Libyan Supply Disruptions Add Volatility

Earlier in the session, oil prices saw a slight uptick after two consecutive days of losses, driven by renewed concerns over supply disruptions in Libya. However, the smaller-than-expected draw in U.S. crude inventories dampened demand expectations. According to data from the Energy Information Administration (EIA), U.S. crude stocks fell by 846,000 barrels to 425.2 million in the past week, falling short of the 2.3 million barrel draw anticipated by analysts.

The situation in Libya, a key OPEC member, is particularly concerning. Ongoing conflicts over control of the central bank have led to significant disruptions in oil production, with some estimates suggesting output has been reduced by 900,000 to 1 million barrels per day (bpd).
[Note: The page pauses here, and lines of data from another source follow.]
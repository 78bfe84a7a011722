//! Weekly schedule layout engine: day bucketing, consecutive-run merging,
//! hour-row geometry and subject colors.

pub mod bucket;
pub mod color;
pub mod error;
pub mod geometry;
pub mod layout;
pub mod merge;
pub mod model;
pub mod wire;

pub use bucket::{bucket_events, DayLabelTable, UnknownDayPolicy};
pub use color::Palette;
pub use error::ScheduleError;
pub use geometry::Geometry;
pub use layout::{layout_week, reject_invalid_ranges, LayoutContext, LayoutFilter};
pub use model::{ClockTime, Event, SourceEvent, Weekday};
pub use wire::{parse_payload, RejectedEvent};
Given that Libya’s production in July was around 1.18 million bpd, the impact of these disruptions could be substantial.

OPEC+ Production Plans Under Scrutiny

The duration of Libya’s supply issues could have significant implications for OPEC+ production decisions scheduled for October. If the disruption continues, OPEC+ may feel more comfortable proceeding with planned supply increases in the fourth quarter of 2024. However, a shorter disruption could complicate these decisions, especially with ongoing concerns about global oil demand. Analysts from ING suggest that OPEC+ would likely hesitate to increase supply in the face of lingering demand uncertainties.

Fed Rate Expectations Provide Support

In addition to supply concerns, expectations of a potential rate cut by the U.S. Federal Reserve are also providing some support for oil prices. Federal Reserve Bank of Atlanta President Raphael Bostic recently indicated that interest rate cuts could be on the horizon, citing lower inflation and higher-than-expected unemployment. Lower interest rates typically make borrowing cheaper, which could boost economic activity and, in turn, increase demand for oil.

Market Forecast: Bearish with Limited Downside

Given the current technical positioning and the mixed signals from both supply disruptions and demand forecasts, the near-term outlook for light crude oil appears bearish. However, downside potential may be limited by ongoing supply concerns, particularly in Libya. Traders should watch for any developments in Libya and OPEC+ decisions, as these could be pivotal in determining the next move for oil prices.

Technical Analysis

Daily Light Crude Oil Futures

Light crude oil futures are drifting lower on Thursday after giving up earlier gains.

Moving average support is being provided by the 200-day moving average at $74.28. Resistance is the 50-day moving average at $76.86. It stopped the rally on Monday.

A short-term retracement zone at $76.58 to $78.25 also provided resistance earlier in the week. A test of the major support zone at $73.43 to $72.01, attracted buyers on June 4, August 5 and August 21.

Both the moving averages and the retracement zones create the opportunity for a rangebound trade. This matches the balancing act created by low demand and the potential for a supply disruption.